◆ TASK PROMPT ◆
Search the entries below for the word "schema", then copy each line in which it is found.

[Stored data entries]
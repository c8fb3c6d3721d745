//! Property edits applied to a field configuration.
//!
//! Every property panel control produces a `FieldPatch`; the document applies
//! it to the selected field's configuration. Patches that do not fit the
//! field's kind are refused instead of being silently stored.

use super::error::FormError;
use super::schema::{ColumnKind, DateFormat, FieldConfig, FileType, SubTableColumn};
use super::schema::{MAX_UPLOAD_COUNT, MAX_UPLOAD_SIZE_MB};
use super::subtable::MAX_ROWS_LIMIT;

/// Longest text limit the panel accepts.
const MAX_TEXT_LIMIT: u32 = 10_000;

/// Tallest multi-line input the panel accepts.
const MAX_TEXTAREA_ROWS: u32 = 20;

/// A single property edit.
///
#[derive(Debug, Clone, PartialEq, Eq)]
pub enum FieldPatch {
    SetPlaceholder(String),
    SetRequired(bool),
    SetDescription(Option<String>),
    SetMaxLength(u32),
    SetRows(u16),
    SetUnit(String),
    SetCurrency(String),
    SetShowThousands(bool),
    SetDateFormat(DateFormat),
    ToggleFileType(FileType),
    SetMaxSize(u32),
    SetMaxCount(u32),
    AddOption,
    RemoveOption(usize),
    RenameOption(usize, String),
    SetMaxRows(u32),
    AddColumn(ColumnKind),
    RemoveColumn(String),
    RenameColumn(String, String),
}

impl FieldPatch {
    /// Return the property name the patch edits.
    ///
    pub fn property(&self) -> &'static str {
        match self {
            FieldPatch::SetPlaceholder(_) => "placeholder",
            FieldPatch::SetRequired(_) => "required",
            FieldPatch::SetDescription(_) => "description",
            FieldPatch::SetMaxLength(_) => "max length",
            FieldPatch::SetRows(_) => "rows",
            FieldPatch::SetUnit(_) => "unit",
            FieldPatch::SetCurrency(_) => "currency",
            FieldPatch::SetShowThousands(_) => "thousands separator",
            FieldPatch::SetDateFormat(_) => "date format",
            FieldPatch::ToggleFileType(_) => "file types",
            FieldPatch::SetMaxSize(_) => "max size",
            FieldPatch::SetMaxCount(_) => "max count",
            FieldPatch::AddOption
            | FieldPatch::RemoveOption(_)
            | FieldPatch::RenameOption(_, _) => "options",
            FieldPatch::SetMaxRows(_) => "max rows",
            FieldPatch::AddColumn(_)
            | FieldPatch::RemoveColumn(_)
            | FieldPatch::RenameColumn(_, _) => "columns",
        }
    }
}

fn check_range(property: &'static str, value: u32, min: u32, max: u32) -> Result<u32, FormError> {
    if value < min || value > max {
        return Err(FormError::ValueOutOfRange {
            property,
            min,
            max,
            value,
        });
    }
    Ok(value)
}

impl FieldConfig {
    /// Apply a property edit in place. `next_column_id` is only called when a
    /// column is added. On error the configuration is left untouched.
    ///
    pub fn apply<F>(&mut self, patch: FieldPatch, next_column_id: F) -> Result<(), FormError>
    where
        F: FnOnce() -> String,
    {
        let kind = self.kind();
        let property = patch.property();
        let not_applicable = || FormError::PatchNotApplicable { kind, property };

        match patch {
            FieldPatch::SetRequired(required) => {
                self.common_mut().required = required;
            }
            FieldPatch::SetDescription(description) => {
                self.common_mut().description = description.filter(|d| !d.trim().is_empty());
            }
            FieldPatch::SetPlaceholder(placeholder) => {
                if !kind.has_placeholder() {
                    return Err(not_applicable());
                }
                self.common_mut().placeholder = Some(placeholder);
            }
            FieldPatch::SetMaxLength(value) => {
                let value = check_range(property, value, 1, MAX_TEXT_LIMIT)?;
                match self {
                    FieldConfig::Text(c) => c.max_length = Some(value),
                    FieldConfig::MultilineText(c) => c.max_length = Some(value),
                    _ => return Err(not_applicable()),
                }
            }
            FieldPatch::SetRows(rows) => match self {
                FieldConfig::MultilineText(c) => {
                    check_range(property, rows as u32, 1, MAX_TEXTAREA_ROWS)?;
                    c.rows = rows;
                }
                _ => return Err(not_applicable()),
            },
            FieldPatch::SetUnit(unit) => match self {
                FieldConfig::Number(c) => c.unit = unit,
                _ => return Err(not_applicable()),
            },
            FieldPatch::SetCurrency(currency) => match self {
                FieldConfig::Money(c) => c.currency = currency,
                _ => return Err(not_applicable()),
            },
            FieldPatch::SetShowThousands(show) => match self {
                FieldConfig::Money(c) => c.show_thousands = show,
                _ => return Err(not_applicable()),
            },
            FieldPatch::SetDateFormat(format) => match self {
                FieldConfig::Date(c) => c.format = format,
                _ => return Err(not_applicable()),
            },
            FieldPatch::ToggleFileType(file_type) => match self {
                FieldConfig::FileUpload(c) => {
                    if let Some(pos) = c.file_types.iter().position(|t| *t == file_type) {
                        c.file_types.remove(pos);
                    } else {
                        c.file_types.push(file_type);
                    }
                }
                _ => return Err(not_applicable()),
            },
            FieldPatch::SetMaxSize(value) => match self {
                FieldConfig::FileUpload(c) => {
                    c.max_size_mb = check_range(property, value, 1, MAX_UPLOAD_SIZE_MB)?;
                }
                _ => return Err(not_applicable()),
            },
            FieldPatch::SetMaxCount(value) => match self {
                FieldConfig::FileUpload(c) => {
                    c.max_count = check_range(property, value, 1, MAX_UPLOAD_COUNT)?;
                }
                _ => return Err(not_applicable()),
            },
            FieldPatch::AddOption => match self {
                FieldConfig::SingleChoice(c)
                | FieldConfig::MultiChoice(c)
                | FieldConfig::Dropdown(c) => {
                    let label = format!("选项{}", c.options.len() + 1);
                    c.options.push(label);
                }
                _ => return Err(not_applicable()),
            },
            FieldPatch::RemoveOption(index) => match self {
                FieldConfig::SingleChoice(c)
                | FieldConfig::MultiChoice(c)
                | FieldConfig::Dropdown(c) => {
                    if index >= c.options.len() {
                        return Err(FormError::OptionNotFound { index });
                    }
                    c.options.remove(index);
                }
                _ => return Err(not_applicable()),
            },
            FieldPatch::RenameOption(index, label) => match self {
                FieldConfig::SingleChoice(c)
                | FieldConfig::MultiChoice(c)
                | FieldConfig::Dropdown(c) => {
                    let option = c
                        .options
                        .get_mut(index)
                        .ok_or(FormError::OptionNotFound { index })?;
                    *option = label;
                }
                _ => return Err(not_applicable()),
            },
            FieldPatch::SetMaxRows(value) => match self {
                FieldConfig::SubTable(c) => {
                    c.max_rows = Some(check_range(property, value, 1, MAX_ROWS_LIMIT)?);
                }
                _ => return Err(not_applicable()),
            },
            FieldPatch::AddColumn(column_kind) => match self {
                FieldConfig::SubTable(c) => {
                    let id = next_column_id();
                    c.columns.push(SubTableColumn::new(
                        &id,
                        column_kind,
                        column_kind.default_label(),
                    ));
                }
                _ => return Err(not_applicable()),
            },
            FieldPatch::RemoveColumn(id) => match self {
                FieldConfig::SubTable(c) => {
                    if !c.remove_column(&id) {
                        return Err(FormError::ColumnNotFound(id));
                    }
                }
                _ => return Err(not_applicable()),
            },
            FieldPatch::RenameColumn(id, label) => match self {
                FieldConfig::SubTable(c) => {
                    if !c.rename_column(&id, label) {
                        return Err(FormError::ColumnNotFound(id));
                    }
                }
                _ => return Err(not_applicable()),
            },
        }
        Ok(())
    }
}

#[cfg(test)]
mod tests {
    use super::*;
    use crate::form::schema::FieldKind;

    fn no_column_id() -> String {
        panic!("column id requested for a non-column patch")
    }

    #[test]
    fn test_set_max_length_on_text() {
        let mut config = FieldKind::Text.default_config();
        config.apply(FieldPatch::SetMaxLength(20), no_column_id).unwrap();
        match config {
            FieldConfig::Text(c) => assert_eq!(c.max_length, Some(20)),
            other => panic!("unexpected config {:?}", other),
        }
    }

    #[test]
    fn test_patch_not_applicable_leaves_config_unchanged() {
        let mut config = FieldKind::Signature.default_config();
        let before = config.clone();
        let result = config.apply(FieldPatch::AddOption, no_column_id);
        assert_eq!(
            result,
            Err(FormError::PatchNotApplicable {
                kind: FieldKind::Signature,
                property: "options",
            })
        );
        assert_eq!(config, before);

        let result = config.apply(FieldPatch::SetPlaceholder("x".to_string()), no_column_id);
        assert!(matches!(result, Err(FormError::PatchNotApplicable { .. })));
    }

    #[test]
    fn test_out_of_range_values_rejected() {
        let mut config = FieldKind::FileUpload.default_config();
        let before = config.clone();
        assert!(matches!(
            config.apply(FieldPatch::SetMaxSize(500), no_column_id),
            Err(FormError::ValueOutOfRange { max: 200, .. })
        ));
        assert!(matches!(
            config.apply(FieldPatch::SetMaxCount(0), no_column_id),
            Err(FormError::ValueOutOfRange { min: 1, .. })
        ));
        assert_eq!(config, before);

        let mut config = FieldKind::SubTable.default_config();
        assert!(config.apply(FieldPatch::SetMaxRows(21), no_column_id).is_err());
        config.apply(FieldPatch::SetMaxRows(20), no_column_id).unwrap();
        assert_eq!(config.as_sub_table().unwrap().max_rows, Some(20));
    }

    #[test]
    fn test_toggle_file_type() {
        let mut config = FieldKind::FileUpload.default_config();
        config
            .apply(FieldPatch::ToggleFileType(FileType::Zip), no_column_id)
            .unwrap();
        config
            .apply(FieldPatch::ToggleFileType(FileType::Image), no_column_id)
            .unwrap();
        match config {
            FieldConfig::FileUpload(c) => {
                assert_eq!(c.file_types, vec![FileType::Doc, FileType::Zip]);
            }
            other => panic!("unexpected config {:?}", other),
        }
    }

    #[test]
    fn test_option_editing() {
        let mut config = FieldKind::SingleChoice.default_config();
        config.apply(FieldPatch::AddOption, no_column_id).unwrap();
        config
            .apply(FieldPatch::RenameOption(0, "是".to_string()), no_column_id)
            .unwrap();
        config.apply(FieldPatch::RemoveOption(1), no_column_id).unwrap();
        assert_eq!(
            config.options().unwrap(),
            &["是".to_string(), "选项3".to_string()]
        );
        assert_eq!(
            config.apply(FieldPatch::RemoveOption(5), no_column_id),
            Err(FormError::OptionNotFound { index: 5 })
        );
    }

    #[test]
    fn test_column_editing() {
        let mut config = FieldKind::SubTable.default_config();
        config
            .apply(FieldPatch::AddColumn(ColumnKind::Date), || "col_7".to_string())
            .unwrap();
        config
            .apply(
                FieldPatch::RenameColumn("c1".to_string(), "名称".to_string()),
                no_column_id,
            )
            .unwrap();
        config
            .apply(FieldPatch::RemoveColumn("c2".to_string()), no_column_id)
            .unwrap();

        let table = config.as_sub_table().unwrap();
        let labels: Vec<&str> = table.columns.iter().map(|c| c.label.as_str()).collect();
        assert_eq!(labels, vec!["名称", "新日期列"]);
        assert_eq!(table.columns[1].id, "col_7");
        assert_eq!(table.columns[1].kind, ColumnKind::Date);

        assert_eq!(
            config.apply(FieldPatch::RemoveColumn("missing".to_string()), no_column_id),
            Err(FormError::ColumnNotFound("missing".to_string()))
        );
    }

    #[test]
    fn test_description_blank_clears() {
        let mut config = FieldKind::Number.default_config();
        config
            .apply(
                FieldPatch::SetDescription(Some("单位：元".to_string())),
                no_column_id,
            )
            .unwrap();
        assert_eq!(config.common().description.as_deref(), Some("单位：元"));
        config
            .apply(FieldPatch::SetDescription(Some("  ".to_string())), no_column_id)
            .unwrap();
        assert_eq!(config.common().description, None);
    }
}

◆ RESPONSE BOX ◆
use super::schema::{ColumnKind, DateFormat, FieldConfig, FileType, SubTableColumn};
use super::schema::{MAX_UPLOAD_COUNT, MAX_UPLOAD_SIZE_MB};
    use crate::form::schema::FieldKind;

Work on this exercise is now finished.